Probing Methodology¶

All behavior data on this page was obtained by sending real API requests to live provider endpoints and observing accept/reject responses. This approach catches undocumented constraints that provider documentation may not cover.

Sources¶

Argo parameter probing — #220: 24 non-embedding models probed across both OpenAI Chat and Anthropic endpoints. Covered sampling, thinking modes, effort values, tool schemas, and field constraints.
Official API effort probing — #185 comment: Effort value acceptance tested against OpenAI, Anthropic (via OpenRouter), DeepSeek, Volcengine, and MiniMax.
Unsigned reasoning block discovery — #268: Dev-test replay of Claude CLI session revealed Argo Anthropic rejecting thinking blocks with empty signatures.

Discrepancies Found¶

Provider documentation does not always match actual API behavior.

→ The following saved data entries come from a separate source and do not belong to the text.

//! Open descriptor accounting lives in its own test binary so that no other
//! test in the process opens or closes files while the counts are taken.
#![cfg(target_os = "linux")]

use std::net::SocketAddr;
use std::time::Duration;

use range_httpd::{FileServer, ServeConfig};
use tokio::io::{AsyncReadExt, AsyncWriteExt};
use tokio::net::{TcpListener, TcpStream};

const LARGE_VIDEO: usize = 64 * 1024 * 1024;

fn open_descriptors() -> usize {
    std::fs::read_dir("/proc/self/fd").unwrap().count()
}

async fn get(addr: SocketAddr, path: &str) -> TcpStream {
    let mut stream = TcpStream::connect(addr).await.unwrap();
    let request = format!("GET {path} HTTP/1.1\r\nHost: localhost\r\nConnection: close\r\n\r\n");
    stream.write_all(request.as_bytes()).await.unwrap();
    stream
}

async fn status_of(addr: SocketAddr, path: &str) -> String {
    let mut stream = get(addr, path).await;
    let mut response = Vec::new();
    stream.read_to_end(&mut response).await.unwrap();
    let response = String::from_utf8_lossy(&response);
    response.lines().next().unwrap_or_default().to_owned()
}

async fn settle_at_or_below(baseline: usize) -> usize {
    let mut open = open_descriptors();
    for _ in 0..50 {
        if open <= baseline {
            break;
        }
        tokio::time::sleep(Duration::from_millis(100)).await;
        open = open_descriptors();
    }
    open
}

#[tokio::test]
async fn test_aborted_and_failed_requests_release_descriptors() {
    let root = tempfile::tempdir().unwrap();
    let media = tempfile::tempdir().unwrap();
    let video_path = media.path().join("large.mp4");
    let labels_path = media.path().join("large-labels.json");
    std::fs::write(&video_path, vec![0x5a; LARGE_VIDEO]).unwrap();
    std::fs::write(&labels_path, b"{}").unwrap();

    let listener = TcpListener::bind("127.0.0.1:0").await.unwrap();
    let addr = listener.local_addr().unwrap();
    let config = ServeConfig::new(root.path(), video_path, labels_path);
    tokio::spawn(FileServer::new(config).serve_on(listener));

    // the first request lazily sets up whatever the server keeps for its lifetime
    assert_eq!("HTTP/1.1 404 Not Found", status_of(addr, "/warmup.bin").await);
    let baseline = settle_at_or_below(open_descriptors()).await;

    for _ in 0..30 {
        let mut stream = get(addr, "/video.mp4").await;
        let mut head = [0u8; 4096];
        let read = stream.read(&mut head).await.unwrap();
        assert!(head[..read].starts_with(b"HTTP/1.1 200 OK"));
        drop(stream);
    }
    let after_aborts = settle_at_or_below(baseline).await;
    assert!(after_aborts <= baseline, "{after_aborts} open after aborted downloads, {baseline} before");

    for _ in 0..50 {
        assert_eq!("HTTP/1.1 404 Not Found", status_of(addr, "/nope.bin").await);
    }
    let after_misses = settle_at_or_below(baseline).await;
    assert!(after_misses <= baseline, "{after_misses} open after missing files, {baseline} before");

    // still serving the large file from the start
    let mut stream = get(addr, "/video.mp4").await;
    let mut head = [0u8; 64];
    let read = stream.read(&mut head).await.unwrap();
    assert!(head[..read].starts_with(b"HTTP/1.1 200 OK"));
}
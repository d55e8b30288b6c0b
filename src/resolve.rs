//! Translation of request paths into filesystem paths.

use std::path::{Component, Path, PathBuf};

use crate::config::ServeConfig;

/// Where a single request landed on disk.
#[derive(Debug, Clone, PartialEq, Eq)]
pub struct ResolvedTarget {
    pub path: PathBuf,
    pub is_dir: bool,
}

/// Resolves `request_path` against `config`.
///
/// Waits for the delay configured for the final path component first, so a
/// slow resource only holds up its own request. A logical route for the
/// final component wins over the served root; otherwise the normalised
/// components are joined onto the root and can never leave it.
pub async fn resolve(request_path: &str, config: &ServeConfig) -> ResolvedTarget {
    let components = normalize_request_path(request_path);
    let filename = components.last().map(String::as_str).unwrap_or("");

    config.delay_for(filename).await;

    let path = match config.routes().lookup(filename) {
        Some(target) => {
            tracing::debug!(request_path, target = %target.display(), "logical route");
            target.to_path_buf()
        }
        None => join_under(config.root_dir(), &components),
    };

    let is_dir = tokio::fs::metadata(&path)
        .await
        .map(|metadata| metadata.is_dir())
        .unwrap_or(false);

    ResolvedTarget { path, is_dir }
}

/// Splits a request target into decoded, normalised path components.
///
/// Query string and fragment are dropped, the rest is percent-decoded, and
/// `.`/`..` segments are folded the way a POSIX path would be, never going
/// above the root. Empty segments from repeated slashes disappear.
pub fn normalize_request_path(request_path: &str) -> Vec<String> {
    let path = request_path
        .split_once('?')
        .map_or(request_path, |(path, _)| path);
    let path = path.split_once('#').map_or(path, |(path, _)| path);

    let decoded = urlencoding::decode_binary(path.as_bytes());
    let decoded = String::from_utf8_lossy(&decoded);

    let mut components: Vec<String> = Vec::new();
    for segment in decoded.split('/') {
        match segment {
            "" | "." => {}
            ".." => {
                components.pop();
            }
            segment => components.push(segment.to_owned()),
        }
    }
    components
}

fn join_under(root: &Path, components: &[String]) -> PathBuf {
    let mut path = root.to_path_buf();
    for component in components {
        // keeps only the last plain name, dropping drive prefixes and separators
        let name = Path::new(component)
            .components()
            .filter_map(|c| match c {
                Component::Normal(name) => Some(name),
                _ => None,
            })
            .last();
        if let Some(name) = name {
            path.push(name);
        }
    }
    path
}

#[cfg(test)]
mod tests {
    use super::*;
    use crate::config::{LABELS_ROUTE, VIDEO_ROUTE};

    fn config(root: &Path) -> ServeConfig {
        ServeConfig::new(root, "/media/test-video.mp4", "/media/test-labels.json")
    }

    #[test]
    fn test_normalize_strips_query_and_fragment() {
        assert_eq!(vec!["a", "b.txt"], normalize_request_path("/a/b.txt?x=1#top"));
        assert_eq!(vec!["a"], normalize_request_path("/a#frag?not-a-query"));
    }

    #[test]
    fn test_normalize_collapses_slashes_and_dots() {
        assert_eq!(vec!["a", "b"], normalize_request_path("//a///./b/"));
        assert_eq!(vec!["b"], normalize_request_path("/a/../b"));
        assert_eq!(vec!["etc", "passwd"], normalize_request_path("/../../etc/passwd"));
        assert!(normalize_request_path("/").is_empty());
        assert!(normalize_request_path("").is_empty());
    }

    #[test]
    fn test_normalize_percent_decodes() {
        assert_eq!(vec!["my file.txt"], normalize_request_path("/my%20file.txt"));
        assert_eq!(vec!["a", "b"], normalize_request_path("/a%2Fb"));
        assert_eq!(vec!["x"], normalize_request_path("/a/%2E%2E/x"));
        assert_eq!(vec!["\u{FFFD}.bin"], normalize_request_path("/%FF.bin"));
    }

    #[test]
    fn test_join_ignores_prefixes() {
        let root = Path::new("/srv");
        let joined = join_under(root, &["a".to_owned(), "b.txt".to_owned()]);
        assert_eq!(PathBuf::from("/srv/a/b.txt"), joined);
    }

    #[tokio::test]
    async fn test_resolve_under_root() {
        let dir = tempfile::tempdir().unwrap();
        std::fs::create_dir(dir.path().join("sub")).unwrap();
        std::fs::write(dir.path().join("sub/file.txt"), b"hi").unwrap();
        let config = config(dir.path());

        let target = resolve("/sub/file.txt", &config).await;
        assert_eq!(dir.path().join("sub/file.txt"), target.path);
        assert!(!target.is_dir);

        let target = resolve("/sub", &config).await;
        assert_eq!(dir.path().join("sub"), target.path);
        assert!(target.is_dir);

        let target = resolve("/", &config).await;
        assert_eq!(dir.path(), target.path);
        assert!(target.is_dir);
    }

    #[tokio::test]
    async fn test_resolve_never_escapes_root() {
        let dir = tempfile::tempdir().unwrap();
        let config = config(dir.path());

        let target = resolve("/../../../etc/passwd", &config).await;
        assert_eq!(dir.path().join("etc/passwd"), target.path);

        let target = resolve("/%2e%2e/%2e%2e/secret", &config).await;
        assert_eq!(dir.path().join("secret"), target.path);
    }

    #[tokio::test]
    async fn test_logical_routes_ignore_directory() {
        let dir = tempfile::tempdir().unwrap();
        let config = config(dir.path());

        for request in ["/video.mp4", "/deep/nested/video.mp4", "/x/video.mp4?t=10"] {
            let target = resolve(request, &config).await;
            assert_eq!(PathBuf::from("/media/test-video.mp4"), target.path, "{request}");
        }

        let target = resolve(&format!("/data/{LABELS_ROUTE}"), &config).await;
        assert_eq!(PathBuf::from("/media/test-labels.json"), target.path);

        // only the exact final component is routed
        let target = resolve(&format!("/{VIDEO_ROUTE}/extra"), &config).await;
        assert_eq!(dir.path().join(VIDEO_ROUTE).join("extra"), target.path);
    }

    #[tokio::test]
    async fn test_missing_path_is_not_a_directory() {
        let dir = tempfile::tempdir().unwrap();
        let target = resolve("/nope", &config(dir.path())).await;
        assert_eq!(dir.path().join("nope"), target.path);
        assert!(!target.is_dir);
    }
}
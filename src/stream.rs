use std::{io, mem};
use std::pin::Pin;
use std::task::{Context, Poll};

use axum::response::{Response, IntoResponse};
use bytes::{Bytes, BytesMut};
use http_body::{Body, SizeHint, Frame};
use futures::Stream;
use pin_project::pin_project;
use tokio::io::ReadBuf;

use crate::RangeBody;

const IO_BUFFER_SIZE: usize = 64 * 1024;

/// Response body stream. Implements [`Stream`], [`Body`], and [`IntoResponse`].
///
/// Seeks to `start` on first poll, then yields at most `length` bytes in
/// chunks of up to 64 KiB. If the underlying body hits end-of-file first the
/// stream simply ends. Dropping the stream drops the body, which closes the
/// file handle when a client goes away mid-transfer.
#[pin_project]
pub struct RangedStream<B> {
    state: StreamState,
    length: u64,
    #[pin]
    body: B,
}

impl<B: RangeBody + Send + 'static> RangedStream<B> {
    pub(crate) fn new(body: B, start: u64, length: u64) -> Self {
        RangedStream {
            state: StreamState::Seek { start },
            length,
            body,
        }
    }
}

impl<B> std::fmt::Debug for RangedStream<B> {
    fn fmt(&self, f: &mut std::fmt::Formatter<'_>) -> std::fmt::Result {
        f.debug_struct("RangedStream")
            .field("state", &self.state)
            .field("length", &self.length)
            .finish()
    }
}

#[derive(Debug)]
enum StreamState {
    Seek { start: u64 },
    Seeking { remaining: u64 },
    Reading { buffer: BytesMut, remaining: u64 },
}

impl<B: RangeBody + Send + 'static> IntoResponse for RangedStream<B> {
    fn into_response(self) -> Response {
        Response::new(axum::body::Body::new(self))
    }
}

impl<B: RangeBody> Body for RangedStream<B> {
    type Data = Bytes;
    type Error = io::Error;

    fn size_hint(&self) -> SizeHint {
        SizeHint::with_exact(self.length)
    }

    fn poll_frame(self: Pin<&mut Self>, cx: &mut Context<'_>)
        -> Poll<Option<io::Result<Frame<Bytes>>>>
    {
        self.poll_next(cx).map(|item| item.map(|result| result.map(Frame::data)))
    }
}

impl<B: RangeBody> Stream for RangedStream<B> {
    type Item = io::Result<Bytes>;

    fn poll_next(
        self: Pin<&mut Self>,
        cx: &mut Context<'_>
    ) -> Poll<Option<io::Result<Bytes>>> {
        let mut this = self.project();

        if let StreamState::Seek { start } = *this.state {
            match this.body.as_mut().start_seek(start) {
                Err(e) => { return Poll::Ready(Some(Err(e))); }
                Ok(()) => {
                    let remaining = *this.length;
                    *this.state = StreamState::Seeking { remaining };
                }
            }
        }

        if let StreamState::Seeking { remaining } = *this.state {
            match this.body.as_mut().poll_complete(cx) {
                Poll::Pending => { return Poll::Pending; }
                Poll::Ready(Err(e)) => { return Poll::Ready(Some(Err(e))); }
                Poll::Ready(Ok(())) => {
                    let buffer = allocate_buffer();
                    *this.state = StreamState::Reading { buffer, remaining };
                }
            }
        }

        let StreamState::Reading { buffer, remaining } = this.state else {
            unreachable!("seek states always advance to reading");
        };

        if *remaining == 0 {
            return Poll::Ready(None);
        }

        let uninit = buffer.spare_capacity_mut();

        // the smaller of the buffer size and the number of bytes remaining
        let nbytes = std::cmp::min(
            uninit.len(),
            usize::try_from(*remaining).unwrap_or(usize::MAX),
        );

        let mut read_buf = ReadBuf::uninit(&mut uninit[0..nbytes]);

        match this.body.as_mut().poll_read(cx, &mut read_buf) {
            Poll::Pending => Poll::Pending,
            Poll::Ready(Err(e)) => Poll::Ready(Some(Err(e))),
            Poll::Ready(Ok(())) => {
                match read_buf.filled().len() {
                    0 => {
                        tracing::debug!(remaining = *remaining, "body ended before range was filled");
                        Poll::Ready(None)
                    }
                    n => {
                        // SAFETY: poll_read has filled the buffer with `n`
                        // additional bytes. `buffer.len` should always be
                        // 0 here, but include it for rigorous correctness
                        unsafe { buffer.set_len(buffer.len() + n); }

                        let chunk = mem::replace(buffer, allocate_buffer());

                        // n <= remaining because of the cmp::min above
                        *remaining -= n as u64;

                        Poll::Ready(Some(Ok(chunk.freeze())))
                    }
                }
            }
        }
    }
}

fn allocate_buffer() -> BytesMut {
    BytesMut::with_capacity(IO_BUFFER_SIZE)
}

#[cfg(test)]
mod tests {
    use std::io::{self, Cursor};

    use bytes::Bytes;
    use futures::{pin_mut, Stream, StreamExt};

    use super::{RangedStream, IO_BUFFER_SIZE};
    use crate::KnownSize;

    async fn collect_stream(stream: impl Stream<Item = io::Result<Bytes>>) -> Vec<Bytes> {
        let mut chunks = Vec::new();
        pin_mut!(stream);
        while let Some(chunk) = stream.next().await.transpose().unwrap() {
            chunks.push(chunk);
        }
        chunks
    }

    fn body(data: Vec<u8>) -> KnownSize<Cursor<Vec<u8>>> {
        let len = data.len() as u64;
        KnownSize::sized(Cursor::new(data), len)
    }

    #[tokio::test]
    async fn test_reads_exact_window() {
        let stream = RangedStream::new(body(b"0123456789".to_vec()), 3, 4);
        let chunks = collect_stream(stream).await;
        assert_eq!(b"3456", &chunks.concat()[..]);
    }

    #[tokio::test]
    async fn test_large_window_is_chunked() {
        let data: Vec<u8> = (0..(3 * IO_BUFFER_SIZE + 17)).map(|i| (i % 251) as u8).collect();
        let stream = RangedStream::new(body(data.clone()), 5, data.len() as u64 - 5);
        let chunks = collect_stream(stream).await;
        assert!(chunks.iter().all(|c| c.len() <= IO_BUFFER_SIZE));
        assert!(chunks.len() >= 4);
        assert_eq!(&data[5..], &chunks.concat()[..]);
    }

    #[tokio::test]
    async fn test_stops_at_end_of_body() {
        // declared size larger than what is actually there
        let stream = RangedStream::new(KnownSize::sized(Cursor::new(b"abc".to_vec()), 10), 1, 9);
        let chunks = collect_stream(stream).await;
        assert_eq!(b"bc", &chunks.concat()[..]);
    }

    #[tokio::test]
    async fn test_empty_window() {
        let stream = RangedStream::new(body(Vec::new()), 0, 0);
        assert!(collect_stream(stream).await.is_empty());
    }
}
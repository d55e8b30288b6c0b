use std::io;
use std::net::SocketAddr;
use std::path::PathBuf;

/// Failures that stop the server from starting or keep it from serving.
///
/// Per-request problems never surface here; they become 404 or 416
/// responses on their own connection.
#[derive(Debug, thiserror::Error)]
pub enum ServeError {
    #[error("cannot access served directory {}: {source}", path.display())]
    RootDir { path: PathBuf, source: io::Error },

    #[error("served path {} is not a directory", .0.display())]
    NotADirectory(PathBuf),

    #[error("cannot bind {addr}: {source}")]
    Bind { addr: SocketAddr, source: io::Error },

    #[error("server error: {0}")]
    Io(#[from] io::Error),
}
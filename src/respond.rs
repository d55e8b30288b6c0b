//! Building the response for a resolved request.

use std::io;
use std::path::{Path, PathBuf};
use std::time::SystemTime;

use axum::http::{header, HeaderValue, StatusCode};
use axum::response::{IntoResponse, Response};
use axum_extra::TypedHeader;
use axum_extra::headers::{AcceptRanges, ContentLength, ContentRange, ContentType, LastModified};
use mime_guess::Mime;

use crate::listing::DirectoryListing;
use crate::range::ByteRange;
use crate::resolve::ResolvedTarget;
use crate::{KnownSize, RangeBody, RangedStream};

const INDEX_FILES: [&str; 2] = ["index.html", "index.htm"];
const LEGACY_DATA_SUFFIX: &str = "data";

/// Produces the response for `target`.
///
/// `request_path` is the path as the client sent it; it decides whether a
/// directory gets redirected and titles directory listings.
pub async fn respond(target: &ResolvedTarget, range: Option<ByteRange>, request_path: &str) -> Response {
    let mut path = target.path.clone();

    if target.is_dir {
        if !request_path.ends_with('/') {
            return redirect_to_dir(request_path);
        }
        match find_index(&path).await {
            Some(index) => path = index,
            None => return list_directory(&path, request_path).await,
        }
    }

    if let Some(aliased) = legacy_data_alias(&path).await {
        tracing::debug!(from = %path.display(), to = %aliased.display(), "legacy /data alias");
        path = aliased;
    }

    let body = match open(&path).await {
        Ok(body) => body,
        Err(e) => {
            tracing::info!(path = %path.display(), error = %e, "file not found");
            return not_found("File not found");
        }
    };

    let content_type = mime_guess::from_path(&path).first_or_octet_stream();
    Ranged::new(range, body, content_type).into_response()
}

async fn open(path: &Path) -> io::Result<KnownSize<tokio::fs::File>> {
    let file = tokio::fs::File::open(path).await?;
    KnownSize::file(file).await
}

fn redirect_to_dir(request_path: &str) -> Response {
    let location = format!("{request_path}/");
    match HeaderValue::from_str(&location) {
        Ok(location) => (StatusCode::MOVED_PERMANENTLY, [(header::LOCATION, location)]).into_response(),
        Err(_) => not_found("File not found"),
    }
}

async fn find_index(dir: &Path) -> Option<PathBuf> {
    for name in INDEX_FILES {
        let candidate = dir.join(name);
        if exists(&candidate).await {
            return Some(candidate);
        }
    }
    None
}

async fn list_directory(dir: &Path, request_path: &str) -> Response {
    match DirectoryListing::read(dir, request_path).await {
        Ok(listing) => listing.into_response(),
        Err(e) => {
            tracing::info!(path = %dir.display(), error = %e, "cannot list directory");
            not_found("No permission to list directory")
        }
    }
}

// Older clients append `/data` to resource paths.
async fn legacy_data_alias(path: &Path) -> Option<PathBuf> {
    if path.file_name()? != LEGACY_DATA_SUFFIX {
        return None;
    }
    if exists(path).await {
        return None;
    }
    let parent = path.parent()?;
    exists(parent).await.then(|| parent.to_path_buf())
}

// Any lookup error, `ENOTDIR` included, counts as missing.
async fn exists(path: &Path) -> bool {
    tokio::fs::metadata(path).await.is_ok()
}

fn not_found(message: &'static str) -> Response {
    (StatusCode::NOT_FOUND, message).into_response()
}

/// A file-like body together with the optional requested range. Implements [`IntoResponse`].
#[derive(Debug)]
pub struct Ranged<B: RangeBody + Send + 'static> {
    range: Option<ByteRange>,
    body: B,
    content_type: Mime,
}

impl<B: RangeBody + Send + 'static> Ranged<B> {
    /// Construct a ranged response over any type implementing [`RangeBody`]
    /// and an optional parsed [`ByteRange`].
    pub fn new(range: Option<ByteRange>, body: B, content_type: Mime) -> Self {
        Ranged { range, body, content_type }
    }

    /// Responds to the request, returning headers and body as
    /// [`RangedResponse`]. Returns [`RangeNotSatisfiable`] if the range
    /// starts at or past the end of the body.
    pub fn try_respond(self) -> Result<RangedResponse<B>, RangeNotSatisfiable> {
        let total_bytes = self.body.byte_size();
        let last_modified = self.body.modified();
        let content_type = self.content_type;

        match self.range {
            None => {
                let stream = RangedStream::new(self.body, 0, total_bytes);
                Ok(RangedResponse::Full {
                    content_length: ContentLength(total_bytes),
                    stream,
                    content_type,
                    last_modified,
                })
            }
            Some(range) => {
                let unsatisfiable = || RangeNotSatisfiable(ContentRange::unsatisfied_bytes(total_bytes));

                let window = range.clamp_to(total_bytes).ok_or_else(|| {
                    tracing::debug!(?range, total_bytes, "range starts past end of body");
                    unsatisfiable()
                })?;
                let (start, end) = (*window.start(), *window.end());
                let length = end - start + 1;

                let content_range = ContentRange::bytes(window, total_bytes)
                    .map_err(|_| unsatisfiable())?;
                let stream = RangedStream::new(self.body, start, length);

                tracing::debug!(start, end, total_bytes, "serving partial content");
                Ok(RangedResponse::Partial {
                    content_range,
                    content_length: ContentLength(length),
                    stream,
                    content_type,
                    last_modified,
                })
            }
        }
    }
}

impl<B: RangeBody + Send + 'static> IntoResponse for Ranged<B> {
    fn into_response(self) -> Response {
        self.try_respond().into_response()
    }
}

/// Error type indicating that the requested range was not satisfiable. Implements [`IntoResponse`].
#[derive(Debug, Clone)]
pub struct RangeNotSatisfiable(pub ContentRange);

impl IntoResponse for RangeNotSatisfiable {
    fn into_response(self) -> Response {
        let status = StatusCode::RANGE_NOT_SATISFIABLE;
        let header = TypedHeader(self.0);
        (status, header, ()).into_response()
    }
}

/// Data type containing computed headers and body for a file response. Implements [`IntoResponse`].
#[derive(Debug)]
pub enum RangedResponse<B> {
    /// Whole body, no range requested.
    Full {
        content_length: ContentLength,
        stream: RangedStream<B>,
        content_type: Mime,
        last_modified: Option<SystemTime>,
    },
    /// A single satisfiable range.
    Partial {
        content_range: ContentRange,
        content_length: ContentLength,
        stream: RangedStream<B>,
        content_type: Mime,
        last_modified: Option<SystemTime>,
    },
}

impl<B: RangeBody + Send + 'static> IntoResponse for RangedResponse<B> {
    fn into_response(self) -> Response {
        use RangedResponse::*;
        match self {
            Full { content_length, stream, content_type, last_modified } => {
                (
                    StatusCode::OK,
                    TypedHeader(AcceptRanges::bytes()),
                    TypedHeader(ContentType::from(content_type)),
                    TypedHeader(content_length),
                    last_modified.map(|t| TypedHeader(LastModified::from(t))),
                    stream,
                ).into_response()
            }
            Partial { content_range, content_length, stream, content_type, last_modified } => {
                (
                    StatusCode::PARTIAL_CONTENT,
                    TypedHeader(AcceptRanges::bytes()),
                    TypedHeader(ContentType::from(content_type)),
                    TypedHeader(content_range),
                    TypedHeader(content_length),
                    last_modified.map(|t| TypedHeader(LastModified::from(t))),
                    stream,
                ).into_response()
            }
        }
    }
}
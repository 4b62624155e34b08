// Manufacturer domain model
use serde::{Deserialize, Serialize};
use std::fmt;
use std::str::FromStr;

#[derive(Debug, Clone, Copy, PartialEq, Eq, Hash, Serialize, Deserialize)]
#[serde(rename_all = "lowercase")]
pub enum Manufacturer {
    Piaggio,
    Altigreen,
    Euler,
    Bajaj,
    Mahindra,
}

impl Manufacturer {
    pub const ALL: [Manufacturer; 5] = [
        Manufacturer::Piaggio,
        Manufacturer::Altigreen,
        Manufacturer::Euler,
        Manufacturer::Bajaj,
        Manufacturer::Mahindra,
    ];

    pub fn name(&self) -> &'static str {
        match self {
            Manufacturer::Piaggio => "Piaggio",
            Manufacturer::Altigreen => "Altigreen",
            Manufacturer::Euler => "Euler",
            Manufacturer::Bajaj => "Bajaj",
            Manufacturer::Mahindra => "Mahindra",
        }
    }

    /// Lowercase identifier substituted into source queries.
    pub fn slug(&self) -> String {
        self.name().to_ascii_lowercase()
    }
}

impl fmt::Display for Manufacturer {
    fn fmt(&self, f: &mut fmt::Formatter<'_>) -> fmt::Result {
        f.write_str(self.name())
    }
}

impl FromStr for Manufacturer {
    type Err = anyhow::Error;

    fn from_str(s: &str) -> Result<Self, Self::Err> {
        Self::ALL
            .into_iter()
            .find(|m| m.name().eq_ignore_ascii_case(s.trim()))
            .ok_or_else(|| anyhow::anyhow!("unknown manufacturer: {}", s))
    }
}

Notable examples from Argo probing:

What docs say	What actually happens
o-series models reject `temperature` / `top_p`	Accepted and silently ignored
gpt5 / gpt5mini / gpt5nano accept `temperature` / `top_p`	Only accept `temperature=1.0`; any other value → 400
opus47 supports `thinking.type: "enabled"`	Only accepts `adaptive`

These discrepancies are why empirical probing is essential — and why shim configuration exists to encode the actual behavior rather than the documented behavior.